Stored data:
::::::

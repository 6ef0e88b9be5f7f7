//! Intent recognition along four independent axes.
//!
//! Each axis has its own ordered list of pattern checks and falls back to
//! `Unknown`. No recognizer looks at another's result; they are only
//! combined by the validator.

use std::sync::Arc;

use cb_protocol::{CalculationType, Intent, MeasurementType, ValueDomain, ValueType};
use cb_treequery::Sentence;

use crate::patterns::PatternTable;

#[derive(Debug, Clone)]
pub struct IntentRecognizer {
    patterns: Arc<PatternTable>,
}

impl IntentRecognizer {
    pub fn new(patterns: Arc<PatternTable>) -> Self {
        Self { patterns }
    }

    pub fn recognize(&self, sentence: &Sentence) -> Intent {
        Intent::new(
            self.recognize_value_type(sentence),
            self.recognize_calculation_type(sentence),
            self.recognize_measurement_type(sentence),
            self.recognize_value_domain(sentence),
        )
    }

    /// "how many" → number; "which day"/"when" → day; "which country"/
    /// "where" → location; a bare "number of" → number.
    pub fn recognize_value_type(&self, sentence: &Sentence) -> ValueType {
        let p = &self.patterns;
        if p.how_many.matches(sentence) {
            ValueType::Number
        } else if p.what_day.matches(sentence) {
            ValueType::Day
        } else if p.what_location.matches(sentence) {
            ValueType::Location
        } else if p.number.matches(sentence) {
            ValueType::Number
        } else {
            ValueType::Unknown
        }
    }

    /// Superlatives first, then explicit sums, then plain counts.
    pub fn recognize_calculation_type(&self, sentence: &Sentence) -> CalculationType {
        let p = &self.patterns;
        if p.maximum.matches(sentence) {
            CalculationType::Maximum
        } else if p.minimum.matches(sentence) {
            CalculationType::Minimum
        } else if p.sum.matches(sentence) {
            CalculationType::Sum
        } else if p.raw_value.matches(sentence) {
            CalculationType::RawValue
        } else {
            CalculationType::Unknown
        }
    }

    /// Explicit running-total markers ("in total", "so far") win over daily
    /// markers; a bare present perfect only counts when no period is named.
    pub fn recognize_measurement_type(&self, sentence: &Sentence) -> MeasurementType {
        let p = &self.patterns;
        if p.cumulative.matches(sentence) {
            MeasurementType::Cumulative
        } else if p.daily.matches(sentence) {
            MeasurementType::Daily
        } else if p.present_perfect.matches(sentence) {
            MeasurementType::Cumulative
        } else {
            MeasurementType::Unknown
        }
    }

    /// The trigger attached to the quantity word decides; otherwise any
    /// vaccination trigger, then any case or COVID trigger.
    pub fn recognize_value_domain(&self, sentence: &Sentence) -> ValueDomain {
        let p = &self.patterns;
        if p.vaccine_quantity.matches(sentence) {
            ValueDomain::Vaccinations
        } else if p.cases_quantity.matches(sentence) {
            ValueDomain::Cases
        } else if p.vaccine_trigger.matches(sentence) {
            ValueDomain::Vaccinations
        } else if p.case_trigger.matches(sentence) || p.covid.matches(sentence) {
            ValueDomain::Cases
        } else {
            ValueDomain::Unknown
        }
    }
}
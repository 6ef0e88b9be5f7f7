//! covbot-nlu: classify COVID statistics queries.
//!
//! `covbot-nlu <config.toml> [query...]` classifies one query given on the
//! command line, or one query per line from stdin when none is given.
//! Results are printed as one JSON record per line.

use std::sync::Arc;

use tokio::io::{AsyncBufReadExt, BufReader};
use tracing_subscriber::EnvFilter;

use cb_cli::batch;
use cb_cli::config::CovbotConfig;
use cb_nlu::{HttpAnnotator, Pipeline};

#[tokio::main]
async fn main() -> anyhow::Result<()> {
    let mut args = std::env::args().skip(1);

    // ── Load config ─────────────────────────────────────────────
    let config_path = args.next().unwrap_or_else(|| "covbot.toml".to_string());
    let config = CovbotConfig::from_file(&config_path)?;

    let subscriber = tracing_subscriber::fmt()
        .with_env_filter(EnvFilter::from_default_env())
        .with_writer(std::io::stderr);
    if config.log_json {
        subscriber.json().init();
    } else {
        subscriber.init();
    }

    tracing::info!(
        version = env!("CARGO_PKG_VERSION"),
        config = %config_path,
        "covbot-nlu starting"
    );

    // ── Build pipeline ──────────────────────────────────────────
    let annotator = HttpAnnotator::new(&config.annotator)?;
    let pipeline = Arc::new(Pipeline::new(Arc::new(annotator), &config.lexicon)?);
    let today = config.today();
    tracing::info!(
        annotator = %config.annotator.url,
        reference_date = %today,
        "pipeline ready"
    );

    // ── Collect queries ─────────────────────────────────────────
    let words: Vec<String> = args.collect();
    let queries = if words.is_empty() {
        let mut lines = BufReader::new(tokio::io::stdin()).lines();
        let mut queries = Vec::new();
        while let Some(line) = lines.next_line().await? {
            let line = line.trim();
            if !line.is_empty() {
                queries.push(line.to_string());
            }
        }
        queries
    } else {
        vec![words.join(" ")]
    };
    tracing::info!(count = queries.len(), workers = config.batch_workers, "classifying");

    for line in batch::run(pipeline, queries, today, config.batch_workers).await {
        println!("{}", serde_json::to_string(&line)?);
    }

    Ok(())
}
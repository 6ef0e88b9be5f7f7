//! Topic recognition: cases, vaccinations, both or neither.

use std::sync::Arc;

use cb_protocol::Topic;
use cb_treequery::Sentence;

use crate::patterns::PatternTable;

/// Decides whether a sentence is about cases, vaccinations, or both.
#[derive(Debug, Clone)]
pub struct TopicRecognizer {
    patterns: Arc<PatternTable>,
}

impl TopicRecognizer {
    pub fn new(patterns: Arc<PatternTable>) -> Self {
        Self { patterns }
    }

    pub fn recognize(&self, sentence: &Sentence) -> Topic {
        Topic::from_flags(
            self.is_vaccine_topic(sentence),
            self.is_cases_topic(sentence),
        )
    }

    /// The sentence contains a vaccination trigger.
    pub fn is_vaccine_topic(&self, sentence: &Sentence) -> bool {
        self.patterns.vaccine_trigger.matches(sentence)
    }

    /// The sentence contains a case trigger, or a COVID token that is not
    /// directly linked to a vaccination token.
    ///
    /// "How many people got COVID" is about cases; "How many people got the
    /// COVID vaccine" is not.
    pub fn is_cases_topic(&self, sentence: &Sentence) -> bool {
        if self.patterns.covid.matches(sentence) && !self.patterns.covid_vaccine.matches(sentence) {
            return true;
        }
        self.patterns.case_trigger.matches(sentence)
    }
}
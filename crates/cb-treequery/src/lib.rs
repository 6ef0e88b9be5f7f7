//! Tree queries over annotated dependency parses.
//!
//! A [`Pattern`] is an ordered list of node constraints: the first names a
//! root node and its attribute predicates, every later one relates a new
//! node to an already bound one through a [`RelOp`]. Matching is a
//! backtracking search over the tokens of a [`Sentence`]; a [`PatternSet`]
//! matches when any of its alternatives does.
//!
//! The crate knows nothing about topics or intents; callers supply the
//! word lists that parametrize the predicates.

pub mod builder;
pub mod error;
pub mod matcher;
pub mod pattern;
pub mod tree;

// Re-export key types for convenience
pub use builder::SentenceBuilder;
pub use error::{TreeError, TreeResult};
pub use pattern::{NodeSpec, Pattern, PatternBuilder, PatternSet, Predicate, RelOp};
pub use tree::{AnnotatedSentence, Entity, EntityLabel, Sentence, Token};
//! Library half of the `covbot-nlu` binary: configuration and batch
//! classification, kept out of `main.rs` so they can be tested.

pub mod batch;
pub mod config;
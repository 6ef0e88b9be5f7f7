//! Normalization of temporal entity text into a [`DateSlot`].
//!
//! Relative expressions ("yesterday", "last week") are resolved against an
//! injected reference date so results are reproducible.

use std::sync::LazyLock;

use cb_protocol::DateSlot;
use chrono::{Datelike, Days, Months, NaiveDate};
use regex::Regex;

static ORDINAL: LazyLock<Regex> =
    LazyLock::new(|| Regex::new(r"\b(\d{1,2})(?:st|nd|rd|th)\b").unwrap());

static RELATIVE_PERIOD: LazyLock<Regex> = LazyLock::new(|| {
    Regex::new(r"^(last|this|past|previous|current) (week|month|year)$").unwrap()
});

static LAST_N_DAYS: LazyLock<Regex> =
    LazyLock::new(|| Regex::new(r"^(?:last|past|previous) (\d{1,3}) days$").unwrap());

static BETWEEN: LazyLock<Regex> =
    LazyLock::new(|| Regex::new(r"^between (.+?) and (.+)$").unwrap());

static FROM_TO: LazyLock<Regex> =
    LazyLock::new(|| Regex::new(r"^from (.+?) (?:to|until|till) (.+)$").unwrap());

static YEAR: LazyLock<Regex> = LazyLock::new(|| Regex::new(r"^(\d{4})$").unwrap());

/// Complete calendar dates.
const DAY_FORMATS: &[&str] = &["%Y-%m-%d", "%d %B %Y", "%B %d %Y", "%d.%m.%Y", "%m/%d/%Y"];

/// Day and month only; the reference year is appended before parsing.
const PARTIAL_DAY_FORMATS: &[&str] = &["%d %B %Y", "%B %d %Y"];

/// chrono reads `%Y` from as few as one digit, so "january 2021" would
/// otherwise parse as 20 January of year 21.
const MIN_YEAR: i32 = 1900;

/// Normalize entity text relative to `today`. `None` if the expression
/// is not understood.
pub fn normalize(text: &str, today: NaiveDate) -> Option<DateSlot> {
    parse(&clean(text), today)
}

/// Lowercase, drop ordinal suffixes and commas, collapse whitespace.
fn clean(text: &str) -> String {
    let lower = text.to_lowercase();
    let no_ordinals = ORDINAL.replace_all(&lower, "$1");
    no_ordinals
        .replace(',', " ")
        .split_whitespace()
        .collect::<Vec<_>>()
        .join(" ")
}

fn parse(s: &str, today: NaiveDate) -> Option<DateSlot> {
    for prefix in ["the ", "on ", "in ", "during "] {
        if let Some(rest) = s.strip_prefix(prefix) {
            return parse(rest, today);
        }
    }

    match s {
        "today" | "now" => return Some(DateSlot::day(today)),
        "yesterday" => return today.pred_opt().map(DateSlot::day),
        "day before yesterday" => return today.checked_sub_days(Days::new(2)).map(DateSlot::day),
        _ => {}
    }

    if let Some(rest) = s.strip_prefix("since ") {
        let from = parse(rest, today)?;
        return Some(DateSlot::range(from.start(), today));
    }

    if let Some(caps) = BETWEEN.captures(s).or_else(|| FROM_TO.captures(s)) {
        let start = parse(&caps[1], today)?;
        let end = parse(&caps[2], today)?;
        return Some(DateSlot::range(start.start(), end.end()));
    }

    if let Some(caps) = RELATIVE_PERIOD.captures(s) {
        return relative_period(&caps[1], &caps[2], today);
    }

    if let Some(caps) = LAST_N_DAYS.captures(s) {
        let n: u64 = caps[1].parse().ok()?;
        if n == 0 {
            return None;
        }
        let start = today.checked_sub_days(Days::new(n - 1))?;
        return Some(DateSlot::range(start, today));
    }

    if let Some(caps) = YEAR.captures(s) {
        let year: i32 = caps[1].parse().ok()?;
        return Some(DateSlot::range(
            NaiveDate::from_ymd_opt(year, 1, 1)?,
            NaiveDate::from_ymd_opt(year, 12, 31)?,
        ));
    }

    if let Some(date) = parse_day(s, today) {
        return Some(DateSlot::day(date));
    }

    parse_month(s, today)
}

fn relative_period(which: &str, unit: &str, today: NaiveDate) -> Option<DateSlot> {
    let (start, end) = match (which, unit) {
        ("this" | "current", "week") => (week_start(today)?, today),
        ("last" | "previous", "week") => {
            let start = week_start(today)?.checked_sub_days(Days::new(7))?;
            (start, start.checked_add_days(Days::new(6))?)
        }
        ("past", "week") => (today.checked_sub_days(Days::new(6))?, today),
        ("this" | "current", "month") => (today.with_day(1)?, today),
        ("last" | "previous", "month") => {
            let start = today.with_day(1)?.checked_sub_months(Months::new(1))?;
            (start, month_end(start)?)
        }
        ("past", "month") => (today.checked_sub_months(Months::new(1))?.succ_opt()?, today),
        ("this" | "current", "year") => (NaiveDate::from_ymd_opt(today.year(), 1, 1)?, today),
        ("last" | "previous", "year") => (
            NaiveDate::from_ymd_opt(today.year() - 1, 1, 1)?,
            NaiveDate::from_ymd_opt(today.year() - 1, 12, 31)?,
        ),
        ("past", "year") => (today.checked_sub_months(Months::new(12))?.succ_opt()?, today),
        _ => return None,
    };
    Some(DateSlot::range(start, end))
}

fn parse_day(s: &str, today: NaiveDate) -> Option<NaiveDate> {
    DAY_FORMATS
        .iter()
        .find_map(|fmt| parse_plausible(s, fmt))
        .or_else(|| {
            let with_year = format!("{s} {}", today.year());
            PARTIAL_DAY_FORMATS
                .iter()
                .find_map(|fmt| parse_plausible(&with_year, fmt))
        })
}

/// "march 2021" or bare "march" (reference year) as a whole-month range.
fn parse_month(s: &str, today: NaiveDate) -> Option<DateSlot> {
    let first = parse_plausible(&format!("1 {s}"), "%d %B %Y")
        .or_else(|| parse_plausible(&format!("1 {s} {}", today.year()), "%d %B %Y"))?;
    Some(DateSlot::range(first, month_end(first)?))
}

fn parse_plausible(s: &str, fmt: &str) -> Option<NaiveDate> {
    NaiveDate::parse_from_str(s, fmt)
        .ok()
        .filter(|date| date.year() >= MIN_YEAR)
}

fn week_start(day: NaiveDate) -> Option<NaiveDate> {
    day.checked_sub_days(Days::new(u64::from(day.weekday().num_days_from_monday())))
}

fn month_end(first: NaiveDate) -> Option<NaiveDate> {
    first.checked_add_months(Months::new(1))?.pred_opt()
}
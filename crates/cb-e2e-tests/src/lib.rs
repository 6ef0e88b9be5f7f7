//! End-to-end tests live under `tests/`; this crate has no library code.
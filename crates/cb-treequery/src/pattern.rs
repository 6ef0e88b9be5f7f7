//! Pattern model: node predicates, relational operators, pattern sets.

use std::collections::HashSet;
use std::str::FromStr;

use crate::error::{TreeError, TreeResult};
use crate::matcher;
use crate::tree::{Sentence, Token};

// ── Relational operators ──────────────────────────────────────

/// Relation between an already bound node (left) and a new node (right).
#[derive(Debug, Clone, Copy, PartialEq, Eq, Hash)]
pub enum RelOp {
    /// `<`: right is the direct head of left.
    Governor,
    /// `>`: right is a direct dependent of left.
    Dependent,
    /// `<<`: right dominates left at any depth.
    Ancestor,
    /// `>>`: right is dominated by left at any depth.
    Descendant,
    /// `$++`: right immediately follows left under the same governor.
    RightSibling,
}

impl RelOp {
    pub fn symbol(&self) -> &'static str {
        match self {
            Self::Governor => "<",
            Self::Dependent => ">",
            Self::Ancestor => "<<",
            Self::Descendant => ">>",
            Self::RightSibling => "$++",
        }
    }

    /// Whether the relation holds between tokens `left` and `right`.
    pub fn holds(&self, sentence: &Sentence, left: usize, right: usize) -> bool {
        match self {
            Self::Governor => sentence.head(left) == Some(right),
            Self::Dependent => sentence.head(right) == Some(left),
            Self::Ancestor => sentence.is_ancestor(right, left),
            Self::Descendant => sentence.is_ancestor(left, right),
            Self::RightSibling => sentence.next_sibling(left) == Some(right),
        }
    }
}

impl FromStr for RelOp {
    type Err = TreeError;

    fn from_str(s: &str) -> TreeResult<Self> {
        match s.trim() {
            "<" => Ok(Self::Governor),
            ">" => Ok(Self::Dependent),
            "<<" => Ok(Self::Ancestor),
            ">>" => Ok(Self::Descendant),
            "$++" => Ok(Self::RightSibling),
            other => Err(TreeError::UnknownOperator(other.to_string())),
        }
    }
}

impl std::fmt::Display for RelOp {
    fn fmt(&self, f: &mut std::fmt::Formatter<'_>) -> std::fmt::Result {
        f.write_str(self.symbol())
    }
}

// ── Attribute predicates ──────────────────────────────────────

/// A set-membership test on one token attribute.
///
/// Lemma, part-of-speech and dependency comparisons ignore case;
/// stems are compared exactly since both sides come from the same stemmer.
#[derive(Debug, Clone, PartialEq, Eq)]
pub enum Predicate {
    Lemma(HashSet<String>),
    Stem(HashSet<String>),
    Pos(HashSet<String>),
    Dep(HashSet<String>),
}

fn lowercase_set<I, S>(words: I) -> HashSet<String>
where
    I: IntoIterator<Item = S>,
    S: AsRef<str>,
{
    words
        .into_iter()
        .map(|w| w.as_ref().to_lowercase())
        .collect()
}

fn contains_ignore_case(set: &HashSet<String>, value: &str) -> bool {
    set.contains(value) || set.contains(&value.to_lowercase())
}

impl Predicate {
    pub fn accepts(&self, token: &Token) -> bool {
        match self {
            Self::Lemma(set) => contains_ignore_case(set, &token.lemma),
            Self::Stem(set) => set.contains(&token.stem),
            Self::Pos(set) => contains_ignore_case(set, &token.pos),
            Self::Dep(set) => contains_ignore_case(set, &token.dep),
        }
    }
}

/// A named pattern node and the predicates its token must satisfy.
///
/// A node without predicates matches any token.
#[derive(Debug, Clone, PartialEq, Eq)]
pub struct NodeSpec {
    name: String,
    predicates: Vec<Predicate>,
}

impl NodeSpec {
    pub fn new(name: impl Into<String>) -> Self {
        Self {
            name: name.into(),
            predicates: Vec::new(),
        }
    }

    pub fn name(&self) -> &str {
        &self.name
    }

    pub fn lemma<I, S>(mut self, words: I) -> Self
    where
        I: IntoIterator<Item = S>,
        S: AsRef<str>,
    {
        self.predicates.push(Predicate::Lemma(lowercase_set(words)));
        self
    }

    pub fn stem<I, S>(mut self, stems: I) -> Self
    where
        I: IntoIterator<Item = S>,
        S: AsRef<str>,
    {
        let set = stems.into_iter().map(|s| s.as_ref().to_string()).collect();
        self.predicates.push(Predicate::Stem(set));
        self
    }

    pub fn pos<I, S>(mut self, tags: I) -> Self
    where
        I: IntoIterator<Item = S>,
        S: AsRef<str>,
    {
        self.predicates.push(Predicate::Pos(lowercase_set(tags)));
        self
    }

    pub fn dep<I, S>(mut self, labels: I) -> Self
    where
        I: IntoIterator<Item = S>,
        S: AsRef<str>,
    {
        self.predicates.push(Predicate::Dep(lowercase_set(labels)));
        self
    }

    /// True if `token` satisfies every predicate.
    pub fn accepts(&self, token: &Token) -> bool {
        self.predicates.iter().all(|p| p.accepts(token))
    }
}

// ── Patterns ──────────────────────────────────────────────────

/// Constraint binding `nodes[i + 1]` relative to an earlier node.
#[derive(Debug, Clone, Copy, PartialEq, Eq)]
pub(crate) struct Edge {
    pub left: usize,
    pub op: RelOp,
}

/// A compiled tree pattern.
///
/// `nodes[0]` is the root constraint; `edges[i]` relates `nodes[i + 1]` to
/// an earlier node. Node references are resolved at build time, so a
/// compiled pattern can never refer to an unbound node.
#[derive(Debug, Clone, PartialEq, Eq)]
pub struct Pattern {
    name: String,
    nodes: Vec<NodeSpec>,
    edges: Vec<Edge>,
}

impl Pattern {
    /// Start a pattern whose first node is `root`.
    pub fn builder(name: impl Into<String>, root: NodeSpec) -> PatternBuilder {
        PatternBuilder {
            name: name.into(),
            nodes: vec![root],
            edges: Vec::new(),
            pending: Vec::new(),
        }
    }

    /// Single-node pattern: some token satisfies `node`.
    pub fn single(name: impl Into<String>, node: NodeSpec) -> Self {
        Self {
            name: name.into(),
            nodes: vec![node],
            edges: Vec::new(),
        }
    }

    pub fn name(&self) -> &str {
        &self.name
    }

    pub fn len(&self) -> usize {
        self.nodes.len()
    }

    pub fn is_empty(&self) -> bool {
        self.nodes.is_empty()
    }

    pub(crate) fn nodes(&self) -> &[NodeSpec] {
        &self.nodes
    }

    pub(crate) fn edges(&self) -> &[Edge] {
        &self.edges
    }

    /// True if at least one full binding exists.
    pub fn matches(&self, sentence: &Sentence) -> bool {
        matcher::count_bindings(self, sentence, Some(1)) > 0
    }

    /// Number of distinct full bindings.
    pub fn match_count(&self, sentence: &Sentence) -> usize {
        matcher::count_bindings(self, sentence, None)
    }
}

/// Accumulates constraints; reports the first naming error on `build`.
#[derive(Debug, Clone)]
pub struct PatternBuilder {
    name: String,
    nodes: Vec<NodeSpec>,
    edges: Vec<Edge>,
    pending: Vec<TreeError>,
}

impl PatternBuilder {
    /// Add a node related to the already bound node `left` through `op`.
    pub fn with(mut self, left: &str, op: RelOp, right: NodeSpec) -> Self {
        let left_index = self.nodes.iter().position(|n| n.name == left);
        let duplicate = self.nodes.iter().any(|n| n.name == right.name);

        match left_index {
            None => self.pending.push(TreeError::UnboundNode {
                pattern: self.name.clone(),
                node: left.to_string(),
            }),
            Some(_) if duplicate => self.pending.push(TreeError::DuplicateNode {
                pattern: self.name.clone(),
                node: right.name.clone(),
            }),
            Some(left) => {
                self.edges.push(Edge { left, op });
                self.nodes.push(right);
            }
        }
        self
    }

    pub fn build(self) -> TreeResult<Pattern> {
        if let Some(err) = self.pending.into_iter().next() {
            return Err(err);
        }
        Ok(Pattern {
            name: self.name,
            nodes: self.nodes,
            edges: self.edges,
        })
    }
}

/// Alternative patterns; matches if any member matches.
#[derive(Debug, Clone, Default, PartialEq, Eq)]
pub struct PatternSet {
    patterns: Vec<Pattern>,
}

impl PatternSet {
    pub fn new(patterns: Vec<Pattern>) -> Self {
        Self { patterns }
    }

    pub fn patterns(&self) -> &[Pattern] {
        &self.patterns
    }

    pub fn matches(&self, sentence: &Sentence) -> bool {
        self.patterns.iter().any(|p| p.matches(sentence))
    }

    /// Total bindings across all alternatives.
    pub fn match_count(&self, sentence: &Sentence) -> usize {
        self.patterns.iter().map(|p| p.match_count(sentence)).sum()
    }
}

impl From<Pattern> for PatternSet {
    fn from(pattern: Pattern) -> Self {
        Self {
            patterns: vec![pattern],
        }
    }
}

impl From<Vec<Pattern>> for PatternSet {
    fn from(patterns: Vec<Pattern>) -> Self {
        Self { patterns }
    }
}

::::::

TASK PROMPT: Where the string "about" appears in a line of the entries above, return that line.

EXERCISE RESPONSE:
/// Decides whether a sentence is about cases, vaccinations, or both.
    /// "How many people got COVID" is about cases; "How many people got the
//! The crate knows nothing about topics or intents; callers supply the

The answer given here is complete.